(Collected data)
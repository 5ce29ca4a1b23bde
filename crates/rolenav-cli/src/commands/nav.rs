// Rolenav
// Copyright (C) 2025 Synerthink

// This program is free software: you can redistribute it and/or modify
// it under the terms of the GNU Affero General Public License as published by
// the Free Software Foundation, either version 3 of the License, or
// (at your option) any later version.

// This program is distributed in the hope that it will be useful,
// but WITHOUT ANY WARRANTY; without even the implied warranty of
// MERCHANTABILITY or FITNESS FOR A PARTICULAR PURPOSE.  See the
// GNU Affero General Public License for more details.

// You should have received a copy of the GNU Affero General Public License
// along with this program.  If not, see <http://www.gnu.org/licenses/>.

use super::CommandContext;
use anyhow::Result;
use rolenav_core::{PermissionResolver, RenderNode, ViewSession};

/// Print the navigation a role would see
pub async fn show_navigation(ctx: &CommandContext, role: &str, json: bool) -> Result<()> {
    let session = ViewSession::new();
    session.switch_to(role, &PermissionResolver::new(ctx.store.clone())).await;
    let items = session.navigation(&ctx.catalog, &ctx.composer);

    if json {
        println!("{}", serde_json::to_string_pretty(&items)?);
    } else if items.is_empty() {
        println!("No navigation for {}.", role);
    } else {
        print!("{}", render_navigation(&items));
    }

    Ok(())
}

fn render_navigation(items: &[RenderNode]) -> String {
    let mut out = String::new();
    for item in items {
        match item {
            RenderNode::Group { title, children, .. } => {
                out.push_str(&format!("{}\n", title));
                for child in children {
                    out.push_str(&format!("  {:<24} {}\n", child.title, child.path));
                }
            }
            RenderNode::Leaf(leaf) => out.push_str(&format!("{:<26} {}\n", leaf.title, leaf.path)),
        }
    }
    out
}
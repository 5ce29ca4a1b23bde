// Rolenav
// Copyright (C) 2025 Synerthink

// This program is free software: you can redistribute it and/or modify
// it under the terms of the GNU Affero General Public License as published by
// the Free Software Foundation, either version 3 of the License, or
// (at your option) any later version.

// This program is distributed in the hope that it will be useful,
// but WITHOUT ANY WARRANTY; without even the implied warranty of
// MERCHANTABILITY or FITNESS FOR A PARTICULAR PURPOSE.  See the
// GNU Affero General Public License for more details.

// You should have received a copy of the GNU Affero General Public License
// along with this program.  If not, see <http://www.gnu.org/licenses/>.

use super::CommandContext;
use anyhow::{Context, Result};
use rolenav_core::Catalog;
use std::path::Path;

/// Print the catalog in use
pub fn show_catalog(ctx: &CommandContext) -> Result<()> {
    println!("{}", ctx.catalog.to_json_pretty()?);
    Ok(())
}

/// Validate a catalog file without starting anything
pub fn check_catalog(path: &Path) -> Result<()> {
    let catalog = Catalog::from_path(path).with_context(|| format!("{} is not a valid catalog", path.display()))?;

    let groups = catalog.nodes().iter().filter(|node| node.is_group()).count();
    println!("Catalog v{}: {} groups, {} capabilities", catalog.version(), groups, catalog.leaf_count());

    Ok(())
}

* * *

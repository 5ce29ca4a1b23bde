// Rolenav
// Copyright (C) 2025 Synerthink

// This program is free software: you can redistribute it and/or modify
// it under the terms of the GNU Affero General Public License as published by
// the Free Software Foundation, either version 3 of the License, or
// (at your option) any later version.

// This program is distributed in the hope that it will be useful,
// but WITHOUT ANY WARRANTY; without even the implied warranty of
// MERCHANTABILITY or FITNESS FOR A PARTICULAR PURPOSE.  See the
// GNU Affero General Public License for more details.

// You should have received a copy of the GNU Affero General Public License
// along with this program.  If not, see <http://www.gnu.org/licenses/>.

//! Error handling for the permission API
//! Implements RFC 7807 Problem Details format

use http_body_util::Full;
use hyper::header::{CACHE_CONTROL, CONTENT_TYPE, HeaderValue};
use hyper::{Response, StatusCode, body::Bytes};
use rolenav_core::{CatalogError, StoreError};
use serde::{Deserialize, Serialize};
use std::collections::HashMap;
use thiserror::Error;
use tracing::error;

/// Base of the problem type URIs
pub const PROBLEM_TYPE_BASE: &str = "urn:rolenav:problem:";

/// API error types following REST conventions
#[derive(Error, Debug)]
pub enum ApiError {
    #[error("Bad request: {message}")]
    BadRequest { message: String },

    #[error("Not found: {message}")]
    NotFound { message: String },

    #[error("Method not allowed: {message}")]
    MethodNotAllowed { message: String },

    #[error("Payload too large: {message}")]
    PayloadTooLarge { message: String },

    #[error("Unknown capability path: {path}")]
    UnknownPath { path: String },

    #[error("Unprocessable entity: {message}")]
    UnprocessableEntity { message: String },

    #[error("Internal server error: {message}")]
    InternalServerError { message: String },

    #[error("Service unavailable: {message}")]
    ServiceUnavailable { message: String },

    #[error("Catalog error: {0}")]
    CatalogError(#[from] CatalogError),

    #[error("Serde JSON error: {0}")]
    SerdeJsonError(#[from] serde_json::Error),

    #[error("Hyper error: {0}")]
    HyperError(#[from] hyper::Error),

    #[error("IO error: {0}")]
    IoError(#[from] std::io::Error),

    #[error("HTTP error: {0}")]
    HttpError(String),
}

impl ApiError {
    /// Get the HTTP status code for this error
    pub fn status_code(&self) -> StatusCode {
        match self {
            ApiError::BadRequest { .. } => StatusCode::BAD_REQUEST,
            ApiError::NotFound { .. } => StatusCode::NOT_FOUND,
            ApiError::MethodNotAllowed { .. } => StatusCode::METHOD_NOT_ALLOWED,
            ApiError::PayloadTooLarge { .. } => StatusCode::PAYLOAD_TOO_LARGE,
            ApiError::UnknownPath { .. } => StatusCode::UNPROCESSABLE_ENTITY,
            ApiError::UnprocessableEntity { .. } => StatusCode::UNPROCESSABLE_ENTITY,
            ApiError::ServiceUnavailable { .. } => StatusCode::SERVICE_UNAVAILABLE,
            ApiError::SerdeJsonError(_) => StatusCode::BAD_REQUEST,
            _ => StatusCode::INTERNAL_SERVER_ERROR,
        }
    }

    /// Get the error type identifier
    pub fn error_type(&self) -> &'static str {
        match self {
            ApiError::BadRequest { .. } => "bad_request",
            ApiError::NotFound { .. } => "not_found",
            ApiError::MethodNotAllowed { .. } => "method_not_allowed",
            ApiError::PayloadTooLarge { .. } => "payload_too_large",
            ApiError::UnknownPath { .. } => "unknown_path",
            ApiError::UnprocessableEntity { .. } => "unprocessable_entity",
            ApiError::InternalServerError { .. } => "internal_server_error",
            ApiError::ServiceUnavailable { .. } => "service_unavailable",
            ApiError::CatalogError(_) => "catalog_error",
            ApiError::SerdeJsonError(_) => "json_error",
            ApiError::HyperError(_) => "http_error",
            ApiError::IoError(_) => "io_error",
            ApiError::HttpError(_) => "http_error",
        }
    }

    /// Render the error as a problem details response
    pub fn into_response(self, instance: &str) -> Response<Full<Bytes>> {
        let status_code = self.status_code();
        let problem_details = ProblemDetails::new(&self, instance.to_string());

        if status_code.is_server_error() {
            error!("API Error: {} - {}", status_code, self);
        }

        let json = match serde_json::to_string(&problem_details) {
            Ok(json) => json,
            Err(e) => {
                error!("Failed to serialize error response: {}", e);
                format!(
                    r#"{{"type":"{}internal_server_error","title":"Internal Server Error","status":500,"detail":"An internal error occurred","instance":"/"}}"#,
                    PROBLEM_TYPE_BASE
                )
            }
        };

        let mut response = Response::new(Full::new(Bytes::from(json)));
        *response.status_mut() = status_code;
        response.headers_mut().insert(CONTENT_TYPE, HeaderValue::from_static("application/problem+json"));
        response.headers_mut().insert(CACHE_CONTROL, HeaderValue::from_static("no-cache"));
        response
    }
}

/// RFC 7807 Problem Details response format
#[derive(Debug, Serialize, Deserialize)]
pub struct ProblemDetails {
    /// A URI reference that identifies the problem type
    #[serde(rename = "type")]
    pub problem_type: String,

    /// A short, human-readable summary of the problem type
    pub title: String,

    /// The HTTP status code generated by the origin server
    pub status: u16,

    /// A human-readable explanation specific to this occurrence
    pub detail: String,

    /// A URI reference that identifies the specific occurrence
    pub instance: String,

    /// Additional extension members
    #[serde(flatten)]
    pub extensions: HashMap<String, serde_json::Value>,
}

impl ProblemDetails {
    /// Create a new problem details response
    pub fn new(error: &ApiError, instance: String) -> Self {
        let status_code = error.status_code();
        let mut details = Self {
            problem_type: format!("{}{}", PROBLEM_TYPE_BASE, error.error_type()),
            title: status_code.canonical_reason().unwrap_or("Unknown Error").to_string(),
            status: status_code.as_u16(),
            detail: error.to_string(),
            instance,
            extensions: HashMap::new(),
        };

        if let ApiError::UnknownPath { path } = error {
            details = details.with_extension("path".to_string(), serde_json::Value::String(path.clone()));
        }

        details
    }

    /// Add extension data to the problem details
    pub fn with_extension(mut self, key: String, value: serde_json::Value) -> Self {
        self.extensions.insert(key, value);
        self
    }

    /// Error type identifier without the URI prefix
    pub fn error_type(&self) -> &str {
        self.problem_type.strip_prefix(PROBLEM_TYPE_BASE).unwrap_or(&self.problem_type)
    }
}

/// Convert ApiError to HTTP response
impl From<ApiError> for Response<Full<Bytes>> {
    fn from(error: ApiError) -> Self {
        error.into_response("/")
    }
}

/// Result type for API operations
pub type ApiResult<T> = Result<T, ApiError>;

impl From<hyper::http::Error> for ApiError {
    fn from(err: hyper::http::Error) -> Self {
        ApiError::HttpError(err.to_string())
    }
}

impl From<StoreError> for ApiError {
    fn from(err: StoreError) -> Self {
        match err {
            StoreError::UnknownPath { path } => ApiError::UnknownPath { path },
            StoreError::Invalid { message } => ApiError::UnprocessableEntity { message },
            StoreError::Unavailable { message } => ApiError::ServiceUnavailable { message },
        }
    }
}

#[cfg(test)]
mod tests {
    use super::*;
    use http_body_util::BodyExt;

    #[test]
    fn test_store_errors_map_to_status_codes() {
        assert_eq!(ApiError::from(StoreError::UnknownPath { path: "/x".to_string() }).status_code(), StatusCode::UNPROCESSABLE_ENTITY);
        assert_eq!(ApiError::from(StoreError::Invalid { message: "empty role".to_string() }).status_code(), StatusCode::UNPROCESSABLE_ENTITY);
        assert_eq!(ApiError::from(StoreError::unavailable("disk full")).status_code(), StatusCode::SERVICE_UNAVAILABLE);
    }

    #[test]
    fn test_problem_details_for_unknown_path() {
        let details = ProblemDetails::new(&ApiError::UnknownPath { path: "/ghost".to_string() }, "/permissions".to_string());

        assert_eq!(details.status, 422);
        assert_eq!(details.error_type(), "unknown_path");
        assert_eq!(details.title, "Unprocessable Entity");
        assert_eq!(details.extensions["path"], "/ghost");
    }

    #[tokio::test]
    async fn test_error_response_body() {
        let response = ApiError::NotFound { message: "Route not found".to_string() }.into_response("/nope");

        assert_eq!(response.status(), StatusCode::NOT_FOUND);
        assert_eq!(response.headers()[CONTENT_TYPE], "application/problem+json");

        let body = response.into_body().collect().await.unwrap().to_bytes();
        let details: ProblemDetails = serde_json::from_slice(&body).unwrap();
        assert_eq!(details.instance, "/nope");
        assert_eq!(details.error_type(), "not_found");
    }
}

• **About this task**: From the records, copy out each line that includes the string "reference".

• **Answer to the exercise**:
    /// A URI reference that identifies the problem type
    /// A URI reference that identifies the specific occurrence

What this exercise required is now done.